## Record extracts
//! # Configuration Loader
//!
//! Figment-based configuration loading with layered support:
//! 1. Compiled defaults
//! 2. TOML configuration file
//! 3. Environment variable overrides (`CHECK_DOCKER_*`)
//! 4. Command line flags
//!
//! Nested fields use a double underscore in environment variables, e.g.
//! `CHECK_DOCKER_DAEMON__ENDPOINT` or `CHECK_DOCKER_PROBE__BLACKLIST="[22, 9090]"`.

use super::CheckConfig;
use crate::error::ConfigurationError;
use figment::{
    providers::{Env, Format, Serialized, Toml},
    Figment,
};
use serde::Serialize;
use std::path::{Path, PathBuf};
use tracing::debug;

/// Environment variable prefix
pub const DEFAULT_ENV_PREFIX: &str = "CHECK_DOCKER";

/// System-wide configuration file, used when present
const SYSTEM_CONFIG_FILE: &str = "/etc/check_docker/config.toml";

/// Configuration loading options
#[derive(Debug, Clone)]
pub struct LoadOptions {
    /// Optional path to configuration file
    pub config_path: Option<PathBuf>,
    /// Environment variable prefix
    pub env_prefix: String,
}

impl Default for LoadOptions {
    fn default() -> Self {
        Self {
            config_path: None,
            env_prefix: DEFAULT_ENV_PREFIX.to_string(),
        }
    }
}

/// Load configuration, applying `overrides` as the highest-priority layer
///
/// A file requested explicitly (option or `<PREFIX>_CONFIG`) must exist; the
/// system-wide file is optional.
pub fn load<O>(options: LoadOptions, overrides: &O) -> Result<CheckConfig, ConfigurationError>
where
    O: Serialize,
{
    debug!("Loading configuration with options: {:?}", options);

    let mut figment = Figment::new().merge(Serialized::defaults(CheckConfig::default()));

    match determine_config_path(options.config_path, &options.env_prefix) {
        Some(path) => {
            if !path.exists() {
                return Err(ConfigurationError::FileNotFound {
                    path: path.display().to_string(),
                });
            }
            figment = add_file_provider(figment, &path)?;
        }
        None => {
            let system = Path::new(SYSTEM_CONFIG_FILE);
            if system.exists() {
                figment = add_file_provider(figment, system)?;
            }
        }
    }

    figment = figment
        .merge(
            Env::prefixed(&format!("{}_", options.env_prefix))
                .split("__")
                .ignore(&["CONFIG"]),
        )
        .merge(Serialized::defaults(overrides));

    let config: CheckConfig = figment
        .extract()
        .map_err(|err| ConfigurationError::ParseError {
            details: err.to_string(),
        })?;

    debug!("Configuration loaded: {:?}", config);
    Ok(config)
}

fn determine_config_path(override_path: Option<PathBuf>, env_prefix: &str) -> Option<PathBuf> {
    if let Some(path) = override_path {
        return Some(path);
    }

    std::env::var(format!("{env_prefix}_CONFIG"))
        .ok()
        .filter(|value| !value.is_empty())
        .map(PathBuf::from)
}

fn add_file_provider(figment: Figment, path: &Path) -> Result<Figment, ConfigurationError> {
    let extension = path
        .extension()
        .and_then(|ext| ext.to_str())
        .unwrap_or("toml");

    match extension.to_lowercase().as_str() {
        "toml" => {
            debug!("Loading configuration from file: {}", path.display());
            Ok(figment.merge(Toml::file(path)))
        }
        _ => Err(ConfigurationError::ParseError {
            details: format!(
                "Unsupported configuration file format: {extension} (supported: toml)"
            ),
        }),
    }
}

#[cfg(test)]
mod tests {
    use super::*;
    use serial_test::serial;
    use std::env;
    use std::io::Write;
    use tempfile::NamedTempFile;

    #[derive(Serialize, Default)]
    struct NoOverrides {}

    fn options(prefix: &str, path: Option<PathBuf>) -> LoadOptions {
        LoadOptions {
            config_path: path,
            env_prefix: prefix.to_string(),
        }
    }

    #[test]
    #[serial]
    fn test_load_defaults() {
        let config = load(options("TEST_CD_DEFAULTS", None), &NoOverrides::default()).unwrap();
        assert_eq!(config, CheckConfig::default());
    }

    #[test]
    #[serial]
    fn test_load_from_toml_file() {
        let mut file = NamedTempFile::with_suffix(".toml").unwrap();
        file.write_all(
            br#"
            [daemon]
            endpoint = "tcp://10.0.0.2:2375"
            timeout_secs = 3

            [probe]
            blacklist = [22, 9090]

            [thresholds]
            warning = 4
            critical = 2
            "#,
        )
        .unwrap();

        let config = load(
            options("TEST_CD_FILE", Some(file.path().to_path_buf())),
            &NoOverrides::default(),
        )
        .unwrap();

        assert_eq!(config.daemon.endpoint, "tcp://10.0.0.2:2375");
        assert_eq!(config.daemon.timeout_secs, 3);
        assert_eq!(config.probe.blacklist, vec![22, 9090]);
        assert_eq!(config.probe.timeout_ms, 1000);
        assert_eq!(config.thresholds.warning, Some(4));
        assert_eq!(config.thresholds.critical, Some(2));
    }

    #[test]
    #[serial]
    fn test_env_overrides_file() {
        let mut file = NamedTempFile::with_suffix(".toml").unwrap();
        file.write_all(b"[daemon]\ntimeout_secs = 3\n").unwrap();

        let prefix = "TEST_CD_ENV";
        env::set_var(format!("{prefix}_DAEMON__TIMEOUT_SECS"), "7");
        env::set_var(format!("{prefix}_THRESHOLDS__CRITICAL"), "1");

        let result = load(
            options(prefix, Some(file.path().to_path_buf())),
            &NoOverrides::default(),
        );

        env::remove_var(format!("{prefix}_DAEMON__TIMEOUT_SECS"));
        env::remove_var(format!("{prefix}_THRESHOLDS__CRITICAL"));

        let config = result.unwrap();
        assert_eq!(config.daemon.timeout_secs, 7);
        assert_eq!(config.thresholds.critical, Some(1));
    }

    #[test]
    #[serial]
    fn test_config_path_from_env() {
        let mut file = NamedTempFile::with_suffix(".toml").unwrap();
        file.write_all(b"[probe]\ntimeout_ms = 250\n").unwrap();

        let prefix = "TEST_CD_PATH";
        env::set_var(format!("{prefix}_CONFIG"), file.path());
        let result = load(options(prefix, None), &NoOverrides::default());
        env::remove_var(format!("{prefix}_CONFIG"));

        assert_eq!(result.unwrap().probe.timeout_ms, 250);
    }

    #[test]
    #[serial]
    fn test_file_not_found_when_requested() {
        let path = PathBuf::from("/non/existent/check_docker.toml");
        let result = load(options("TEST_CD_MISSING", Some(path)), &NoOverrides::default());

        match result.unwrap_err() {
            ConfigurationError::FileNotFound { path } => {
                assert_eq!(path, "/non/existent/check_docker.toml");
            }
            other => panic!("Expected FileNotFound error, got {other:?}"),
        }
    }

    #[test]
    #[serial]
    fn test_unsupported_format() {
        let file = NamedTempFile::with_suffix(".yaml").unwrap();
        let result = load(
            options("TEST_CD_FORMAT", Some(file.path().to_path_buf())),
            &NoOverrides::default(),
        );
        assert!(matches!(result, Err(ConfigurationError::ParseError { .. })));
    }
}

## Task prompt
Please copy only these lines, exactly: the first line of the records through the line containing "used when present", ends included.

## Completed task
//! # Configuration Loader
//!
//! Figment-based configuration loading with layered support:
//! 1. Compiled defaults
//! 2. TOML configuration file
//! 3. Environment variable overrides (`CHECK_DOCKER_*`)
//! 4. Command line flags
//!
//! Nested fields use a double underscore in environment variables, e.g.
//! `CHECK_DOCKER_DAEMON__ENDPOINT` or `CHECK_DOCKER_PROBE__BLACKLIST="[22, 9090]"`.

use super::CheckConfig;
use crate::error::ConfigurationError;
use figment::{
    providers::{Env, Format, Serialized, Toml},
    Figment,
};
use serde::Serialize;
use std::path::{Path, PathBuf};
use tracing::debug;

/// Environment variable prefix
pub const DEFAULT_ENV_PREFIX: &str = "CHECK_DOCKER";

/// System-wide configuration file, used when present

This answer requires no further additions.